● **WHAT NEEDS TO BE DONE**: Wherever "stops" appears in a line of the listing, that line should be returned.

● **INFORMATION**:

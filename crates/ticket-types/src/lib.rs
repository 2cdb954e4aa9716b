//! # Ticket Types Crate
//!
//! The canonical ticket record shared by every crate in the workspace.
//!
//! ## Design Principles
//!
//! - **Single Source of Truth**: storage, the notification bus and the gateway
//!   all exchange [`CanonicalTicket`]; none of them define their own shape.
//! - **Natural Key**: `(external_source, external_id)` identifies the external
//!   event and is the only deduplication key.
//! - **Forward Compatibility**: the raw provider payload travels with the
//!   record in `entities` so unmodelled fields are never lost.

pub mod entities;
pub mod errors;

pub use entities::*;
pub use errors::*;
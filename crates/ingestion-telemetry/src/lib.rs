//! # Ingestion Telemetry
//!
//! Structured logging and optional distributed tracing for the ingestion
//! service.
//!
//! ## Usage
//!
//! ```rust,ignore
//! use ingestion_telemetry::{init_telemetry, TelemetryConfig};
//!
//! #[tokio::main]
//! async fn main() {
//!     let _guard = init_telemetry(TelemetryConfig::from_env()).await?;
//!     // spans and events are now collected
//! }
//! ```
//!
//! ## Environment Variables
//!
//! | Variable | Default | Description |
//! |----------|---------|-------------|
//! | `OTEL_EXPORTER_OTLP_ENDPOINT` | unset | OTLP gRPC endpoint; unset disables export |
//! | `OTEL_SERVICE_NAME` | `ingestion` | Service name in traces |
//! | `ING_LOG_LEVEL` / `RUST_LOG` | `info` | Log filter |
//! | `ING_JSON_LOGS` | `false` (`true` in containers) | JSON log lines |

mod config;
mod tracing_setup;

pub use config::TelemetryConfig;
pub use tracing_setup::{env_filter, TracingGuard};

use thiserror::Error;

/// Telemetry initialization errors
#[derive(Error, Debug)]
pub enum TelemetryError {
    #[error("Failed to initialize OpenTelemetry tracer: {0}")]
    TracerInit(String),

    #[error("Failed to install tracing subscriber: {0}")]
    SubscriberInit(String),

    #[error("Invalid configuration: {0}")]
    Config(String),
}

/// Install logging and, when configured, OTLP trace export.
///
/// The returned guard must be held for the lifetime of the process; dropping
/// it flushes pending spans.
pub async fn init_telemetry(config: TelemetryConfig) -> Result<TelemetryGuard, TelemetryError> {
    let tracing = tracing_setup::init_tracing(&config).await?;
    Ok(TelemetryGuard { tracing })
}

/// Guard that keeps telemetry active. Drop to flush and shut down.
pub struct TelemetryGuard {
    tracing: TracingGuard,
}

impl TelemetryGuard {
    pub fn exporting_traces(&self) -> bool {
        self.tracing.exporting()
    }
}

impl Drop for TelemetryGuard {
    fn drop(&mut self) {
        tracing::info!("Shutting down telemetry...");
    }
}
//! Domain types for the ingestion gateway: configuration, errors and
//! payload normalization.

pub mod config;
pub mod error;
pub mod json;
pub mod normalizer;

pub use config::{GatewayConfig, RateLimitConfig};
pub use error::{GatewayError, IngestError};
pub use normalizer::{normalizer_for, NormalizeError, PayloadNormalizer};
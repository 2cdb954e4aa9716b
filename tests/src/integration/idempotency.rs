//! # Idempotent Intake
//!
//! Providers redeliver webhooks. However many copies arrive, and however
//! they interleave, exactly one ticket exists per natural key and only the
//! first delivery is announced.

use std::collections::HashSet;
use std::sync::Arc;

use axum::http::StatusCode;
use futures::future::join_all;
use serde_json::json;
use ticket_bus::NotificationPublisher;
use ticket_storage::TicketStore;

use super::harness::GatewayHarness;

#[tokio::test]
async fn test_sequential_redelivery() {
    let harness = GatewayHarness::secured();
    let payload = json!({"id": 5150, "subject": "Again?"});

    let first = harness.freshdesk(&payload, "192.0.2.1").await;
    let second = harness.freshdesk(&payload, "192.0.2.1").await;
    let third = harness.freshdesk(&payload, "192.0.2.2").await;

    assert_eq!(first.body["status"], "received");
    for retry in [&second, &third] {
        assert_eq!(retry.status, StatusCode::OK);
        assert_eq!(retry.body["status"], "already_exists");
        assert_eq!(retry.body["ticket_id"], first.body["ticket_id"]);
        assert_eq!(retry.body["message"], "Ticket already processed (idempotent)");
    }

    assert_eq!(harness.store.count().await.unwrap(), 1);
    assert_eq!(harness.bus.messages_published(), 1);
}

#[tokio::test(flavor = "multi_thread", worker_threads = 4)]
async fn test_concurrent_redelivery_creates_once() {
    let harness = Arc::new(GatewayHarness::secured());
    let payload = json!({"ticket": {"id": "zd-race", "subject": "Burst"}});

    let handles: Vec<_> = (0..20)
        .map(|i| {
            let harness = Arc::clone(&harness);
            let payload = payload.clone();
            // Distinct clients so the limiter stays out of the way
            let client = format!("10.1.0.{}", i);
            tokio::spawn(async move { harness.zendesk(&payload, &client).await })
        })
        .collect();

    let responses: Vec<_> = join_all(handles)
        .await
        .into_iter()
        .map(|r| r.unwrap())
        .collect();

    let received = responses
        .iter()
        .filter(|r| r.body["status"] == "received")
        .count();
    assert_eq!(received, 1, "exactly one delivery creates the ticket");

    let ids: HashSet<String> = responses
        .iter()
        .map(|r| {
            assert_eq!(r.status, StatusCode::OK);
            r.body["ticket_id"].as_str().unwrap().to_string()
        })
        .collect();
    assert_eq!(ids.len(), 1, "every response names the same ticket");

    assert_eq!(harness.store.count().await.unwrap(), 1);
    assert_eq!(harness.bus.messages_published(), 1);
}

#[tokio::test(flavor = "multi_thread", worker_threads = 4)]
async fn test_concurrent_distinct_tickets_all_created() {
    let harness = Arc::new(GatewayHarness::open());

    let handles: Vec<_> = (0..25)
        .map(|i| {
            let harness = Arc::clone(&harness);
            tokio::spawn(async move {
                harness
                    .freshdesk(&json!({"id": i}), &format!("10.2.0.{}", i))
                    .await
            })
        })
        .collect();

    for response in join_all(handles).await {
        assert_eq!(response.unwrap().body["status"], "received");
    }
    assert_eq!(harness.store.count().await.unwrap(), 25);
}
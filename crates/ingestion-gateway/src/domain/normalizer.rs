//! # Payload Normalization
//!
//! Maps raw provider JSON onto [`CanonicalTicket`]. Normalizers are pure: they
//! read the payload through the accessors in [`crate::domain::json`] and never
//! panic, whatever the input shape.
//!
//! ## Freshdesk
//!
//! Flat object. `subject` / `description` with `ticket_subject` /
//! `ticket_description` as fallbacks, numeric priority codes `1..=4`,
//! customer from `email` / `name`. Status is always `open`.
//!
//! ## Zendesk
//!
//! Fields live under `ticket` when present, otherwise at the root. Customer
//! comes from the nested `requester` object. Status and priority strings are
//! copied as sent. The whole outer payload is kept in `entities`.

use serde_json::{Map, Value};
use ticket_types::{CanonicalTicket, Priority, Provider, DEFAULT_STATUS};

use crate::domain::json::{integral, non_empty_string, optional_object, optional_string, stringify_any};

#[derive(Debug, Clone, PartialEq, Eq, thiserror::Error)]
pub enum NormalizeError {
    /// The payload carries no usable `id`.
    #[error("missing external id")]
    MissingExternalId { provider: Provider },
}

/// Provider-specific mapping into the canonical record.
pub trait PayloadNormalizer: Send + Sync {
    fn provider(&self) -> Provider;

    fn normalize(&self, payload: &Map<String, Value>) -> Result<CanonicalTicket, NormalizeError>;
}

/// The normalizer for `provider`.
pub fn normalizer_for(provider: Provider) -> &'static dyn PayloadNormalizer {
    match provider {
        Provider::Freshdesk => &FreshdeskNormalizer,
        Provider::Zendesk => &ZendeskNormalizer,
    }
}

fn external_id(
    provider: Provider,
    data: &Map<String, Value>,
) -> Result<String, NormalizeError> {
    let id = stringify_any(data.get("id"));
    if id.is_empty() {
        return Err(NormalizeError::MissingExternalId { provider });
    }
    Ok(id)
}

#[derive(Debug, Clone, Copy, Default)]
pub struct FreshdeskNormalizer;

impl FreshdeskNormalizer {
    /// `1..=4` map to levels, strings pass through, anything else is medium.
    pub fn priority(value: Option<&Value>) -> Priority {
        match value {
            Some(Value::String(s)) => Priority::verbatim(s),
            Some(number @ Value::Number(_)) => integral(number)
                .and_then(Priority::from_code)
                .unwrap_or_default(),
            _ => Priority::default(),
        }
    }
}

impl PayloadNormalizer for FreshdeskNormalizer {
    fn provider(&self) -> Provider {
        Provider::Freshdesk
    }

    fn normalize(&self, payload: &Map<String, Value>) -> Result<CanonicalTicket, NormalizeError> {
        let mut ticket =
            CanonicalTicket::new(Provider::Freshdesk.as_str(), external_id(self.provider(), payload)?);

        ticket.title = non_empty_string(payload, "subject")
            .or_else(|| optional_string(payload, "ticket_subject"))
            .unwrap_or_default()
            .to_string();
        ticket.description = non_empty_string(payload, "description")
            .or_else(|| optional_string(payload, "ticket_description"))
            .unwrap_or_default()
            .to_string();
        ticket.status = DEFAULT_STATUS.to_string();
        ticket.priority = Self::priority(payload.get("priority"));
        ticket.customer_email = optional_string(payload, "email").unwrap_or_default().to_string();
        ticket.customer_name = optional_string(payload, "name").unwrap_or_default().to_string();
        ticket.entities = payload.clone();

        Ok(ticket)
    }
}

#[derive(Debug, Clone, Copy, Default)]
pub struct ZendeskNormalizer;

impl PayloadNormalizer for ZendeskNormalizer {
    fn provider(&self) -> Provider {
        Provider::Zendesk
    }

    fn normalize(&self, payload: &Map<String, Value>) -> Result<CanonicalTicket, NormalizeError> {
        let data = optional_object(payload, "ticket").unwrap_or(payload);
        let mut ticket =
            CanonicalTicket::new(Provider::Zendesk.as_str(), external_id(self.provider(), data)?);

        ticket.title = optional_string(data, "subject").unwrap_or_default().to_string();
        ticket.description = optional_string(data, "description").unwrap_or_default().to_string();
        ticket.status = optional_string(data, "status").unwrap_or_default().to_string();
        // Copied as sent, even when empty; only a missing field takes the default
        ticket.priority = optional_string(data, "priority")
            .map(Priority::verbatim)
            .unwrap_or_default();

        if let Some(requester) = optional_object(data, "requester") {
            if let Some(name) = optional_string(requester, "name") {
                ticket.customer_name = name.to_string();
            }
            if let Some(email) = optional_string(requester, "email") {
                ticket.customer_email = email.to_string();
            }
        }

        ticket.entities = payload.clone();
        Ok(ticket)
    }
}
//! # Live Server
//!
//! Serves the gateway on an ephemeral port and talks raw HTTP/1.1 to it,
//! then checks that the shutdown future stops the server cleanly.

use std::net::{Ipv4Addr, SocketAddr};
use std::sync::Arc;
use std::time::Duration;

use ingestion_gateway::{GatewayConfig, IngestionService};
use ticket_bus::InMemoryTicketBus;
use ticket_storage::InMemoryTicketStore;
use tokio::io::{AsyncReadExt, AsyncWriteExt};
use tokio::net::{TcpListener, TcpStream};
use tokio::sync::oneshot;
use tokio::time::timeout;

async fn raw_request(addr: SocketAddr, request: &str) -> String {
    let mut stream = TcpStream::connect(addr).await.unwrap();
    stream.write_all(request.as_bytes()).await.unwrap();

    let mut response = Vec::new();
    stream.read_to_end(&mut response).await.unwrap();
    String::from_utf8_lossy(&response).into_owned()
}

#[tokio::test]
async fn test_serves_and_shuts_down() {
    let service = IngestionService::new(
        GatewayConfig::default(),
        Arc::new(InMemoryTicketStore::new()),
        Arc::new(InMemoryTicketBus::new()),
    )
    .unwrap();

    let listener = TcpListener::bind((Ipv4Addr::LOCALHOST, 0)).await.unwrap();
    let addr = listener.local_addr().unwrap();

    let (shutdown_tx, shutdown_rx) = oneshot::channel::<()>();
    let server = tokio::spawn(service.serve(listener, async {
        shutdown_rx.await.ok();
    }));

    let health = timeout(
        Duration::from_secs(5),
        raw_request(
            addr,
            "GET /health HTTP/1.1\r\nHost: localhost\r\nConnection: close\r\n\r\n",
        ),
    )
    .await
    .expect("health response in time");
    assert!(health.starts_with("HTTP/1.1 200"), "got: {}", health);
    assert!(health.contains("ingestion"));

    let body = r#"{"id": "live-1", "subject": "Over the wire"}"#;
    let webhook = timeout(
        Duration::from_secs(5),
        raw_request(
            addr,
            &format!(
                "POST /api/v1/ingest/webhook/freshdesk HTTP/1.1\r\nHost: localhost\r\n\
                 Content-Type: application/json\r\nContent-Length: {}\r\n\
                 Connection: close\r\n\r\n{}",
                body.len(),
                body
            ),
        ),
    )
    .await
    .expect("webhook response in time");
    assert!(webhook.starts_with("HTTP/1.1 200"), "got: {}", webhook);
    assert!(webhook.contains("received"));

    shutdown_tx.send(()).unwrap();
    let result = timeout(Duration::from_secs(5), server)
        .await
        .expect("server stops after shutdown")
        .unwrap();
    assert!(result.is_ok());
}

● **SOLUTION FOR THIS EXERCISE**:
//! then checks that the shutdown future stops the server cleanly.
        .expect("server stops after shutdown")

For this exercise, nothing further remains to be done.